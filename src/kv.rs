//! KV cache boundary (§6 "KV cache").
//!
//! A narrow trait over the handful of Redis operations this core actually
//! needs (`SETEX`/`GET`/`EXISTS`/`DEL`/`MGET`/`INCR`/`EXPIRE`); the list
//! operations named in §6 for the sibling log-buffer/WS-token subsystems
//! are out of this core's scope and are not exposed here (see
//! SPEC_FULL.md §6).

use std::time::Duration;

use async_trait::async_trait;
use redis::AsyncCommands;

use crate::error::{Error, Result};

/// Backend-agnostic KV store used by C3 (dedup cache), C11 (cancellation)
/// and the rate limiter.
#[async_trait]
pub trait KvStore: Send + Sync {
    async fn set_ex(&self, key: &str, value: &str, ttl: Duration) -> Result<()>;
    async fn get(&self, key: &str) -> Result<Option<String>>;
    async fn exists(&self, key: &str) -> Result<bool>;
    async fn delete(&self, key: &str) -> Result<()>;
    async fn mget(&self, keys: &[String]) -> Result<Vec<Option<String>>>;
    /// Atomically increments `key`, returning the post-increment value. If
    /// the key did not exist, it is created with TTL `ttl_on_create`.
    async fn incr(&self, key: &str, ttl_on_create: Duration) -> Result<i64>;
}

/// Redis-backed [`KvStore`].
#[derive(Clone)]
pub struct RedisStore {
    manager: redis::aio::ConnectionManager,
}

impl RedisStore {
    pub async fn connect(url: &str) -> Result<Self> {
        let client =
            redis::Client::open(url).map_err(|e| Error::Kv(format!("invalid redis url: {e}")))?;
        let manager = client
            .get_connection_manager()
            .await
            .map_err(|e| Error::Kv(format!("failed to connect to redis: {e}")))?;
        Ok(Self { manager })
    }
}

#[async_trait]
impl KvStore for RedisStore {
    async fn set_ex(&self, key: &str, value: &str, ttl: Duration) -> Result<()> {
        let mut conn = self.manager.clone();
        let secs = ttl.as_secs().max(1);
        conn.set_ex::<_, _, ()>(key, value, secs)
            .await
            .map_err(|e| Error::Kv(e.to_string()))
    }

    async fn get(&self, key: &str) -> Result<Option<String>> {
        let mut conn = self.manager.clone();
        conn.get(key).await.map_err(|e| Error::Kv(e.to_string()))
    }

    async fn exists(&self, key: &str) -> Result<bool> {
        let mut conn = self.manager.clone();
        conn.exists(key).await.map_err(|e| Error::Kv(e.to_string()))
    }

    async fn delete(&self, key: &str) -> Result<()> {
        let mut conn = self.manager.clone();
        conn.del::<_, ()>(key)
            .await
            .map_err(|e| Error::Kv(e.to_string()))
    }

    async fn mget(&self, keys: &[String]) -> Result<Vec<Option<String>>> {
        if keys.is_empty() {
            return Ok(Vec::new());
        }
        let mut conn = self.manager.clone();
        conn.mget(keys).await.map_err(|e| Error::Kv(e.to_string()))
    }

    async fn incr(&self, key: &str, ttl_on_create: Duration) -> Result<i64> {
        let mut conn = self.manager.clone();
        let (value,): (i64,) = redis::pipe()
            .atomic()
            .incr(key, 1)
            .ignore()
            .get(key)
            .query_async(&mut conn)
            .await
            .map_err(|e| Error::Kv(e.to_string()))?;
        if value == 1 {
            let _: () = conn
                .expire(key, ttl_on_create.as_secs().max(1) as i64)
                .await
                .map_err(|e| Error::Kv(e.to_string()))?;
        }
        Ok(value)
    }
}

/// In-memory [`KvStore`] used in unit tests for C3/C11/the rate limiter
/// without a live Redis instance.
#[cfg(any(test, feature = "unsafe-dev"))]
pub mod fake {
    use super::*;
    use std::collections::HashMap;
    use std::sync::Mutex;
    use std::time::Instant;

    #[derive(Default)]
    pub struct FakeKvStore {
        entries: Mutex<HashMap<String, (String, Instant)>>,
    }

    impl FakeKvStore {
        pub fn new() -> Self {
            Self::default()
        }

        fn is_live(value: &(String, Instant)) -> bool {
            Instant::now() < value.1
        }
    }

    #[async_trait]
    impl KvStore for FakeKvStore {
        async fn set_ex(&self, key: &str, value: &str, ttl: Duration) -> Result<()> {
            let mut entries = self.entries.lock().unwrap();
            entries.insert(key.to_string(), (value.to_string(), Instant::now() + ttl));
            Ok(())
        }

        async fn get(&self, key: &str) -> Result<Option<String>> {
            let entries = self.entries.lock().unwrap();
            Ok(entries
                .get(key)
                .filter(|v| Self::is_live(v))
                .map(|(v, _)| v.clone()))
        }

        async fn exists(&self, key: &str) -> Result<bool> {
            Ok(self.get(key).await?.is_some())
        }

        async fn delete(&self, key: &str) -> Result<()> {
            let mut entries = self.entries.lock().unwrap();
            entries.remove(key);
            Ok(())
        }

        async fn mget(&self, keys: &[String]) -> Result<Vec<Option<String>>> {
            let mut out = Vec::with_capacity(keys.len());
            for k in keys {
                out.push(self.get(k).await?);
            }
            Ok(out)
        }

        async fn incr(&self, key: &str, ttl_on_create: Duration) -> Result<i64> {
            let mut entries = self.entries.lock().unwrap();
            let now_live = entries.get(key).map(Self::is_live).unwrap_or(false);
            if !now_live {
                entries.insert(key.to_string(), ("1".to_string(), Instant::now() + ttl_on_create));
                return Ok(1);
            }
            let (v, expiry) = entries.get(key).unwrap().clone();
            let next = v.parse::<i64>().unwrap_or(0) + 1;
            entries.insert(key.to_string(), (next.to_string(), expiry));
            Ok(next)
        }
    }
}
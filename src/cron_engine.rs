//! Cron Engine (C5, §4.5).
//!
//! Parses standard 5-field cron plus an optional leading seconds field and
//! the extended mnemonics (`@yearly`, `@daily`, …), and computes the next
//! fire instant in a named IANA timezone, always returning a UTC,
//! timezone-aware instant. DST transition advisories are grounded on
//! `original_source/crawler/utils/dst.py`'s `is_dst_transition`/
//! `get_dst_transition_type`.

use chrono::{DateTime, LocalResult, TimeZone, Utc};
use chrono_tz::Tz;
use cron::Schedule;
use std::str::FromStr;

use crate::error::{Error, Result};

/// A DST transition advisory attached to a computed fire instant.
#[derive(Debug, Clone, Copy, PartialEq, Eq)]
pub enum DstAdvisory {
    /// The wall-clock instant falls in a spring-forward gap; the fire was
    /// moved to the first valid instant after the gap.
    SpringForward,
    /// The wall-clock instant falls in a fall-back repeat; the fire uses
    /// the first occurrence.
    FallBack,
}

/// Expand `@yearly`/`@daily`/… mnemonics and 5-field expressions into the
/// 6-field (seconds-first) form the `cron` crate expects.
fn normalize(expr: &str) -> Result<String> {
    let trimmed = expr.trim();
    let mnemonic = match trimmed {
        "@yearly" | "@annually" => Some("0 0 0 1 1 *"),
        "@monthly" => Some("0 0 0 1 * *"),
        "@weekly" => Some("0 0 0 * * 0"),
        "@daily" | "@midnight" => Some("0 0 0 * * *"),
        "@hourly" => Some("0 0 * * * *"),
        _ => None,
    };
    if let Some(expanded) = mnemonic {
        return Ok(expanded.to_string());
    }

    let fields: Vec<&str> = trimmed.split_whitespace().collect();
    match fields.len() {
        5 => Ok(format!("0 {trimmed}")),
        6 => Ok(trimmed.to_string()),
        n => Err(Error::Validation(format!(
            "cron expression must have 5 fields, or 6 with a leading seconds field, got {n}: '{expr}'"
        ))),
    }
}

/// Validate a cron expression's format and semantics (§4.5).
pub fn is_valid(expr: &str) -> bool {
    parse_schedule(expr).is_ok()
}

fn parse_schedule(expr: &str) -> Result<Schedule> {
    let normalized = normalize(expr)?;
    Schedule::from_str(&normalized)
        .map_err(|e| Error::Validation(format!("invalid cron expression '{expr}': {e}")))
}

/// Compute the next fire instant for `expr` after `base_time`, evaluated in
/// `tz` (an IANA zone name; empty string defaults to "UTC").
///
/// Returns the next instant in UTC plus a DST advisory when the local
/// wall-clock at that instant falls in a spring-forward gap or fall-back
/// repeat.
pub fn next_run(
    expr: &str,
    base_time: DateTime<Utc>,
    tz: &str,
) -> Result<(DateTime<Utc>, Option<DstAdvisory>)> {
    let tz_name = if tz.trim().is_empty() { "UTC" } else { tz };
    let zone: Tz = tz_name
        .parse()
        .map_err(|_| Error::Validation(format!("unknown timezone '{tz_name}'")))?;

    let schedule = parse_schedule(expr)?;

    let local_base = base_time.with_timezone(&zone);
    let next_local = schedule
        .after(&local_base)
        .next()
        .ok_or_else(|| Error::Validation(format!("cron expression '{expr}' never fires")))?;

    let advisory = dst_advisory(&zone, &next_local);
    Ok((next_local.with_timezone(&Utc), advisory))
}

fn dst_advisory(zone: &Tz, instant: &DateTime<Tz>) -> Option<DstAdvisory> {
    let naive = instant.naive_local();
    match zone.from_local_datetime(&naive) {
        LocalResult::None => Some(DstAdvisory::SpringForward),
        LocalResult::Ambiguous(_, _) => Some(DstAdvisory::FallBack),
        LocalResult::Single(_) => None,
    }
}

#[cfg(test)]
mod tests {
    use super::*;
    use chrono::TimeZone as _;

    #[test]
    fn cron_daily_from_a_wall_clock_instant() {
        let base = Utc.with_ymd_and_hms(2025, 1, 1, 10, 0, 0).unwrap();
        let (next, advisory) = next_run("0 0 * * *", base, "UTC").unwrap();
        assert_eq!(next, Utc.with_ymd_and_hms(2025, 1, 2, 0, 0, 0).unwrap());
        assert_eq!(advisory, None);
    }

    #[test]
    fn next_run_is_always_strictly_after_base() {
        let base = Utc.with_ymd_and_hms(2025, 6, 15, 3, 27, 0).unwrap();
        let (next, _) = next_run("*/5 * * * *", base, "UTC").unwrap();
        assert!(next > base);
    }

    #[test]
    fn invalid_expression_is_rejected() {
        assert!(next_run("not a cron", Utc::now(), "UTC").is_err());
        assert!(!is_valid("not a cron"));
    }

    #[test]
    fn unknown_timezone_is_rejected() {
        assert!(next_run("0 0 * * *", Utc::now(), "Fake/Zone").is_err());
    }

    #[test]
    fn mnemonics_expand_correctly() {
        let base = Utc.with_ymd_and_hms(2025, 3, 1, 0, 0, 0).unwrap();
        let (hourly, _) = next_run("@hourly", base, "UTC").unwrap();
        assert_eq!(hourly, Utc.with_ymd_and_hms(2025, 3, 1, 1, 0, 0).unwrap());

        let (daily, _) = next_run("@daily", base, "UTC").unwrap();
        assert_eq!(daily, Utc.with_ymd_and_hms(2025, 3, 2, 0, 0, 0).unwrap());
    }

    #[test]
    fn six_field_expression_with_leading_seconds_is_accepted() {
        let base = Utc.with_ymd_and_hms(2025, 1, 1, 0, 0, 0).unwrap();
        let (next, _) = next_run("30 0 0 * * *", base, "UTC").unwrap();
        assert_eq!(next, Utc.with_ymd_and_hms(2025, 1, 1, 0, 0, 30).unwrap());
    }

    #[test]
    fn detects_spring_forward_gap_in_named_timezone() {
        // America/New_York springs forward at 2025-03-09 02:00 local -> 03:00.
        let base = Utc.with_ymd_and_hms(2025, 3, 9, 6, 30, 0).unwrap(); // 01:30 EST
        let (_, advisory) = next_run("30 2 * * *", base, "America/New_York").unwrap();
        assert_eq!(advisory, Some(DstAdvisory::SpringForward));
    }

    #[test]
    fn detects_fall_back_repeat_in_named_timezone() {
        // America/New_York falls back at 2025-11-02 02:00 local -> 01:00, so
        // 01:30 local occurs twice.
        let base = Utc.with_ymd_and_hms(2025, 11, 2, 5, 0, 0).unwrap(); // 01:00 EDT
        let (_, advisory) = next_run("30 1 * * *", base, "America/New_York").unwrap();
        assert_eq!(advisory, Some(DstAdvisory::FallBack));
    }
}
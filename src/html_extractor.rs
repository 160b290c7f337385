//! HTML extraction boundary (§4.9 step 1, §1 scope note: "HTML parsing ...
//! C9 depends on this through a narrow `HtmlExtractor` trait boundary,
//! never implements a parser").

use scraper::{Html, Selector};
use url::Url;

use crate::error::{Error, Result};

/// Extracts hrefs matching `selector` from `html`, resolved against
/// `base_url`. CSS by default; a selector starting with `/` or `//` is
/// recognized as XPath and rejected with a clear error rather than
/// silently mis-parsed as CSS (§4.9 step 1) — XPath evaluation itself is
/// out of this core's scope.
pub trait HtmlExtractor: Send + Sync {
    fn extract_links(&self, html: &str, selector: &str, base_url: &Url) -> Result<Vec<String>>;
}

/// Default `scraper`-backed CSS extractor.
#[derive(Debug, Default, Clone, Copy)]
pub struct CssExtractor;

impl HtmlExtractor for CssExtractor {
    fn extract_links(&self, html: &str, selector: &str, base_url: &Url) -> Result<Vec<String>> {
        if selector.starts_with('/') {
            return Err(Error::Validation(format!(
                "XPath selector '{selector}' is not supported by the default extractor"
            )));
        }

        let parsed = Selector::parse(selector)
            .map_err(|e| Error::Validation(format!("invalid CSS selector '{selector}': {e:?}")))?;
        let document = Html::parse_document(html);

        let mut urls = Vec::new();
        for element in document.select(&parsed) {
            let Some(href) = element.value().attr("href") else {
                continue;
            };
            if let Ok(resolved) = base_url.join(href) {
                urls.push(resolved.to_string());
            }
        }
        Ok(urls)
    }
}

#[cfg(test)]
mod tests {
    use super::*;

    #[test]
    fn extracts_and_resolves_relative_links() {
        let html = r#"<html><body>
            <ul class="items">
                <li><a href="/detail/1">one</a></li>
                <li><a href="https://other.example.com/detail/2">two</a></li>
                <li><span>no link here</span></li>
            </ul>
        </body></html>"#;
        let base = Url::parse("https://example.com/list").unwrap();
        let urls = CssExtractor.extract_links(html, ".items a", &base).unwrap();
        assert_eq!(
            urls,
            vec![
                "https://example.com/detail/1".to_string(),
                "https://other.example.com/detail/2".to_string(),
            ]
        );
    }

    #[test]
    fn rejects_xpath_selectors() {
        let base = Url::parse("https://example.com/").unwrap();
        assert!(CssExtractor
            .extract_links("<html></html>", "//a[@class='detail']", &base)
            .is_err());
        assert!(CssExtractor
            .extract_links("<html></html>", "/html/body/a", &base)
            .is_err());
    }

    #[test]
    fn invalid_css_selector_is_rejected() {
        let base = Url::parse("https://example.com/").unwrap();
        assert!(CssExtractor
            .extract_links("<html></html>", ":::not-a-selector", &base)
            .is_err());
    }

    #[test]
    fn empty_match_yields_empty_vec() {
        let base = Url::parse("https://example.com/").unwrap();
        let urls = CssExtractor
            .extract_links("<html><body>no links</body></html>", ".detail_urls a", &base)
            .unwrap();
        assert!(urls.is_empty());
    }
}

■ Aim of the exercise
Nothing but the lines from the start of the data through the line holding "pub trait KvStore: Send" should be restated, and each one exactly.

■ Answer below
filename src/kv.rs
//! KV cache boundary (§6 "KV cache").
//!
//! A narrow trait over the handful of Redis operations this core actually
//! needs (`SETEX`/`GET`/`EXISTS`/`DEL`/`MGET`/`INCR`/`EXPIRE`); the list
//! operations named in §6 for the sibling log-buffer/WS-token subsystems
//! are out of this core's scope and are not exposed here (see
//! SPEC_FULL.md §6).

use std::time::Duration;

use async_trait::async_trait;
use redis::AsyncCommands;

use crate::error::{Error, Result};

/// Backend-agnostic KV store used by C3 (dedup cache), C11 (cancellation)
/// and the rate limiter.
#[async_trait]
pub trait KvStore: Send + Sync {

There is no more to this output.